Task instructions. I need each line of the entries below that includes the string "true".

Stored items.
━━━━
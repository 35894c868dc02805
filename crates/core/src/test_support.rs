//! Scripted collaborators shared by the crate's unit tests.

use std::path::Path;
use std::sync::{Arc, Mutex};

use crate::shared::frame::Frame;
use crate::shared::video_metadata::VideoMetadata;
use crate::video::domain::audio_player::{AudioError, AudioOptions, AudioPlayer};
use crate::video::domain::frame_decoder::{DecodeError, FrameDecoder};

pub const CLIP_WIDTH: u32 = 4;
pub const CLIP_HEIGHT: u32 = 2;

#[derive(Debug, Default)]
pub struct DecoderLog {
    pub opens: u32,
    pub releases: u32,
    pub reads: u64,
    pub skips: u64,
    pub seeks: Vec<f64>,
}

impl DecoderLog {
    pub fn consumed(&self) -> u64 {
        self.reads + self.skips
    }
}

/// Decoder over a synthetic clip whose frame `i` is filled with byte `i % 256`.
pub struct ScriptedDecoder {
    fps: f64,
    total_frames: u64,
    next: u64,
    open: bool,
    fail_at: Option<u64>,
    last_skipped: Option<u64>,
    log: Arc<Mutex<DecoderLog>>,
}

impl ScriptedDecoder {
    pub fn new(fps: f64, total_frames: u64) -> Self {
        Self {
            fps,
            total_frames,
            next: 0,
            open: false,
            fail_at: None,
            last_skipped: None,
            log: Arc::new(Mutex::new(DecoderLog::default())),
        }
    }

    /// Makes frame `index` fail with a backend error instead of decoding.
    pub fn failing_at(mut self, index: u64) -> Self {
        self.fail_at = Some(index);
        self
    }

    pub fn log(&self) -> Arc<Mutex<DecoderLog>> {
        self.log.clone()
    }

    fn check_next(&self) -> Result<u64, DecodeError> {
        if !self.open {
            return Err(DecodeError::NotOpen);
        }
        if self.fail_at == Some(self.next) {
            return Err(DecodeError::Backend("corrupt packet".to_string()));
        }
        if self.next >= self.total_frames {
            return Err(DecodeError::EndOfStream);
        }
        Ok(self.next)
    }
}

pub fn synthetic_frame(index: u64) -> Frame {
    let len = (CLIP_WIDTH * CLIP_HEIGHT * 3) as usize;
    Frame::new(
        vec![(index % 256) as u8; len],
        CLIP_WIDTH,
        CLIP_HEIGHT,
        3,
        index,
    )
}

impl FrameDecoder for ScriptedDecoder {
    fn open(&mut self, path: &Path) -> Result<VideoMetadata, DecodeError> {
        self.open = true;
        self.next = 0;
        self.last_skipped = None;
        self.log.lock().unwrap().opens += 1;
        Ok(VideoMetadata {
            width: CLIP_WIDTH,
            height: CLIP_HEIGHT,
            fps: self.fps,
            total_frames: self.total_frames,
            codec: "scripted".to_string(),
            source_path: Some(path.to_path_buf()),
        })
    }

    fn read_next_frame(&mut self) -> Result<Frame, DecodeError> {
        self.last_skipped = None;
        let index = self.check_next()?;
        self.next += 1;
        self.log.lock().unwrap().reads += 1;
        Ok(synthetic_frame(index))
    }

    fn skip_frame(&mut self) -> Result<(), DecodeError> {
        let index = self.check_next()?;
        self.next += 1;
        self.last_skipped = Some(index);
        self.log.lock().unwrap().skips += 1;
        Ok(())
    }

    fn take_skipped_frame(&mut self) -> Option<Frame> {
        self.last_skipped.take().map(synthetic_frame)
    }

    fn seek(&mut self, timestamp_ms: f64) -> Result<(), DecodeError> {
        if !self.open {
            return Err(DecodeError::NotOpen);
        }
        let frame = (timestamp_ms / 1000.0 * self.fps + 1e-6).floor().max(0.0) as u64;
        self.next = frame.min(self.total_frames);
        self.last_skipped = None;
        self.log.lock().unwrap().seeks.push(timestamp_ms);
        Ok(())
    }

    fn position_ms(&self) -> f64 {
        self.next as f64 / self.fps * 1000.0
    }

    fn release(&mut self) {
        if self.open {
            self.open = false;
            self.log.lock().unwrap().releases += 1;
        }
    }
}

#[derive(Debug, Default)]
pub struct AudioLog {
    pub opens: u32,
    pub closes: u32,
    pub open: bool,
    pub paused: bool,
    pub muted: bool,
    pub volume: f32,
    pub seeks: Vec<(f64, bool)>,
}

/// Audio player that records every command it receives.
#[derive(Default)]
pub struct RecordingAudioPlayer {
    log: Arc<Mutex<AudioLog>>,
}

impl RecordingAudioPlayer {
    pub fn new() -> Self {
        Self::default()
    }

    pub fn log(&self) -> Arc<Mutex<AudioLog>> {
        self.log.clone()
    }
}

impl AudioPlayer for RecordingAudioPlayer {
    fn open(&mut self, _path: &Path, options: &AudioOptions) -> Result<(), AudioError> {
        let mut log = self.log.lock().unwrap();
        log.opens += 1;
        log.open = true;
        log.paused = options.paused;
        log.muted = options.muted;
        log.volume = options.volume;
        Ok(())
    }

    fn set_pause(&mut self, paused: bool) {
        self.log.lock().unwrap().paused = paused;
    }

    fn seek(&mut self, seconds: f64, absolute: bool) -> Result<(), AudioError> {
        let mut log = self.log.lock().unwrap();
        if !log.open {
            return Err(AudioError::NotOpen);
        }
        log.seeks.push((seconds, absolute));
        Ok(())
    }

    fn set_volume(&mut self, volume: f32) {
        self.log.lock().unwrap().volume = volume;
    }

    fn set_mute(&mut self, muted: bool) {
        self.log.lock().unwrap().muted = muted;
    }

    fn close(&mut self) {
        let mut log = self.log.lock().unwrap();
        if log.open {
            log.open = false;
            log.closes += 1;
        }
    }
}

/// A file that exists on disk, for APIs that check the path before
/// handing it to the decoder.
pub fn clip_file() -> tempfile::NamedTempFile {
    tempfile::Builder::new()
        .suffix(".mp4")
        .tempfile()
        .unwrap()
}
━━━━
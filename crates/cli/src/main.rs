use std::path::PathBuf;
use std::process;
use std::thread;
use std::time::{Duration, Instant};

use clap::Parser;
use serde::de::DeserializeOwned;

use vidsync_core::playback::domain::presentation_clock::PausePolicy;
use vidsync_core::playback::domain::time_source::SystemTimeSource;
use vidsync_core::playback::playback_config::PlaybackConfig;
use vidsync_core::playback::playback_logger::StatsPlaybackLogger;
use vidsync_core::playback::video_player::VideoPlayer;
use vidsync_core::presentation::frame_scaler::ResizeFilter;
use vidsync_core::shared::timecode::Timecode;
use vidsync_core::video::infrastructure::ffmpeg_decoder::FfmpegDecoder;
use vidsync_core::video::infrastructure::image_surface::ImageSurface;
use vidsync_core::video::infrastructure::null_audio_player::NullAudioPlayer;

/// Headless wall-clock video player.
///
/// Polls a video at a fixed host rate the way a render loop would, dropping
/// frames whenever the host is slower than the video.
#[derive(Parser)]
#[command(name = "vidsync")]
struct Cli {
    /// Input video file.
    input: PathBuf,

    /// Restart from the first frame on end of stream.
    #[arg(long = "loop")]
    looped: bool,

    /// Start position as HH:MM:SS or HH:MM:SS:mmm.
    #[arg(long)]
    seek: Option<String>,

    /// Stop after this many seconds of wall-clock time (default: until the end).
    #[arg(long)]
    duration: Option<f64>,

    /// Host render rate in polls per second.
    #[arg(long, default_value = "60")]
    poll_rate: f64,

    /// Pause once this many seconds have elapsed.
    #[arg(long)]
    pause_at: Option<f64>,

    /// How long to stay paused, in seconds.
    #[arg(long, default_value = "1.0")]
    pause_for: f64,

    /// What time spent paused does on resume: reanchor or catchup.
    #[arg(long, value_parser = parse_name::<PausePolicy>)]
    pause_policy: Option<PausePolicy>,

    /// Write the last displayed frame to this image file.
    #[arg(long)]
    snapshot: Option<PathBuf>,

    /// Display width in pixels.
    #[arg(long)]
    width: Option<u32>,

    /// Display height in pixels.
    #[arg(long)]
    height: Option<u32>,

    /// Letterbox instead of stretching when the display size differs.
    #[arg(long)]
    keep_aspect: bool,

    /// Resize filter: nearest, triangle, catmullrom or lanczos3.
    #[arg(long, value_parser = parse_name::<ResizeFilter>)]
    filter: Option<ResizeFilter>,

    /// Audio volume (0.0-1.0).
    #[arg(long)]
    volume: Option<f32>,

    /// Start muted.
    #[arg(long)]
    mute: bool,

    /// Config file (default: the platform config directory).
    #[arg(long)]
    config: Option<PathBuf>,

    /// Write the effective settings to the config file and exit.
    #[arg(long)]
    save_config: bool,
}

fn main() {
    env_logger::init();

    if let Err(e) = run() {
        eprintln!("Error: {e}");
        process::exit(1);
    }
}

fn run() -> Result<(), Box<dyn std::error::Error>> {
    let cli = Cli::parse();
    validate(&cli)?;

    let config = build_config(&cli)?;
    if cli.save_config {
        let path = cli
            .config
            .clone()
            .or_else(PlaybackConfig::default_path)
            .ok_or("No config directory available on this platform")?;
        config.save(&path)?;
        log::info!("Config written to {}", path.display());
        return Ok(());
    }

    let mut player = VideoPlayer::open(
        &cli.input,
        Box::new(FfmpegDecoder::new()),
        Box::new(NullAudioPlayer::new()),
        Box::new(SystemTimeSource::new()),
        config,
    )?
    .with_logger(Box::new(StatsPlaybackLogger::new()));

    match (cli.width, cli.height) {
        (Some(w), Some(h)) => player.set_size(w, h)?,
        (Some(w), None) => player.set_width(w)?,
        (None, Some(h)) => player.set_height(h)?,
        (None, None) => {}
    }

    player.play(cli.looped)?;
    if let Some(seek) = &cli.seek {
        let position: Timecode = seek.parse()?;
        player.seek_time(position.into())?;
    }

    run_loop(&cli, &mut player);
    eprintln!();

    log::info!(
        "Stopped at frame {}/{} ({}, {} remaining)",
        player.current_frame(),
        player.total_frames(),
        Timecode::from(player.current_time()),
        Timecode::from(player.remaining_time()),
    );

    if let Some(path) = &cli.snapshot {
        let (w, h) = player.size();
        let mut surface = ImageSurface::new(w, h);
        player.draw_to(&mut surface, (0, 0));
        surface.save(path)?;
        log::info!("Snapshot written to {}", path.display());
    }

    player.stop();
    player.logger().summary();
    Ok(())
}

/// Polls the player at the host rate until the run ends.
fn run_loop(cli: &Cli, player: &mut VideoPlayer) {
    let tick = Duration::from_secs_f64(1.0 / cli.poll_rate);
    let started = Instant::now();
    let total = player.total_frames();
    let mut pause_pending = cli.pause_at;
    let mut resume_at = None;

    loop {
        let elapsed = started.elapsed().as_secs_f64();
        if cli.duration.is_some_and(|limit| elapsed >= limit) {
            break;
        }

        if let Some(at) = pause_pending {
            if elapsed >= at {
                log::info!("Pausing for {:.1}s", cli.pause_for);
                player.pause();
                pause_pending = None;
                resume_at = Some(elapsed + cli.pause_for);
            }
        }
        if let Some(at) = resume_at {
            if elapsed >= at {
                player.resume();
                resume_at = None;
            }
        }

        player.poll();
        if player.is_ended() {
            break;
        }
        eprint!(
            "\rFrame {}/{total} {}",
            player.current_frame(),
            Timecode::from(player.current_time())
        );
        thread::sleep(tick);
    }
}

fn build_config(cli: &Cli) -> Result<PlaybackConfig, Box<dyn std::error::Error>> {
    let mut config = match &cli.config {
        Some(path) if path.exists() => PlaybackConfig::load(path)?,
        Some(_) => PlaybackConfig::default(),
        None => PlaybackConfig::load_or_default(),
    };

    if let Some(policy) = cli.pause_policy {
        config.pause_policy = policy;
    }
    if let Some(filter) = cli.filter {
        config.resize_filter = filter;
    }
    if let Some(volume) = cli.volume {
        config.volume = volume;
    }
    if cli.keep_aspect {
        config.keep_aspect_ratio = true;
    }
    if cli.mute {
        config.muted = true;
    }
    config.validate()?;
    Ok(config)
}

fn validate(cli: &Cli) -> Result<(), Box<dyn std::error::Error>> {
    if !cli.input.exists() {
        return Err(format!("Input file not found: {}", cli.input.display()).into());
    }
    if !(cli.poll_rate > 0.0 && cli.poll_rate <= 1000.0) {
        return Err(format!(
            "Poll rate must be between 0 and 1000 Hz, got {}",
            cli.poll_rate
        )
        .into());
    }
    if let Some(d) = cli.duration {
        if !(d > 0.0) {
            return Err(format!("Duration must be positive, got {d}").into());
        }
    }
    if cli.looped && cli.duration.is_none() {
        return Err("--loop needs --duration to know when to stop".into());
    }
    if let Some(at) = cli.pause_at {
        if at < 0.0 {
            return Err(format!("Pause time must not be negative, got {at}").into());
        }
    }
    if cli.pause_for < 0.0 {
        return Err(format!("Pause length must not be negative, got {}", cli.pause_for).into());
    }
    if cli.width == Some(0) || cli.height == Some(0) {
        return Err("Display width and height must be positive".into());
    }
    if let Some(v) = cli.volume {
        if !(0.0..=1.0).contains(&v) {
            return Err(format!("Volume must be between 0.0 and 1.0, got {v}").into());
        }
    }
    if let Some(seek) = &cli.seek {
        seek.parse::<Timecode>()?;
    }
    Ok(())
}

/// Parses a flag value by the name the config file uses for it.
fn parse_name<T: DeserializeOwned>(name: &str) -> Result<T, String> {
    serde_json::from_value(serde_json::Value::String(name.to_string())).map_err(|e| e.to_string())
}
━━━━
Result for this exercise.
        self.open = true;
        log.open = true;
        config.keep_aspect_ratio = true;
        config.muted = true;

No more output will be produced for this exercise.